Exercise data:
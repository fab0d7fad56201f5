//! User models.

use chrono::{DateTime, Utc};
use serde::{Deserialize, Serialize};
use utoipa::ToSchema;
use uuid::Uuid;

/// An end user of the portal. The identity provider owns credentials; this
/// record tracks display data and company/organization membership lists.
#[derive(Debug, Clone, Serialize, Deserialize, ToSchema)]
#[cfg_attr(feature = "sqlx", derive(sqlx::FromRow))]
pub struct User {
    pub id: Uuid,
    pub name: String,
    pub email: String,
    pub companies: Vec<Uuid>,
    pub organizations: Vec<Uuid>,
    pub created_at: DateTime<Utc>,
}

Task brief:
Copy out the entries from the material above, matching each one exactly.

Your response:
repository fab0d7fad56201f5
//! User models.

use chrono::{DateTime, Utc};
use serde::{Deserialize, Serialize};
use utoipa::ToSchema;
use uuid::Uuid;

/// An end user of the portal. The identity provider owns credentials; this
/// record tracks display data and company/organization membership lists.
#[derive(Debug, Clone, Serialize, Deserialize, ToSchema)]
#[cfg_attr(feature = "sqlx", derive(sqlx::FromRow))]
pub struct User {
    pub id: Uuid,
    pub name: String,
    pub email: String,
    pub companies: Vec<Uuid>,
    pub organizations: Vec<Uuid>,
    pub created_at: DateTime<Utc>,
}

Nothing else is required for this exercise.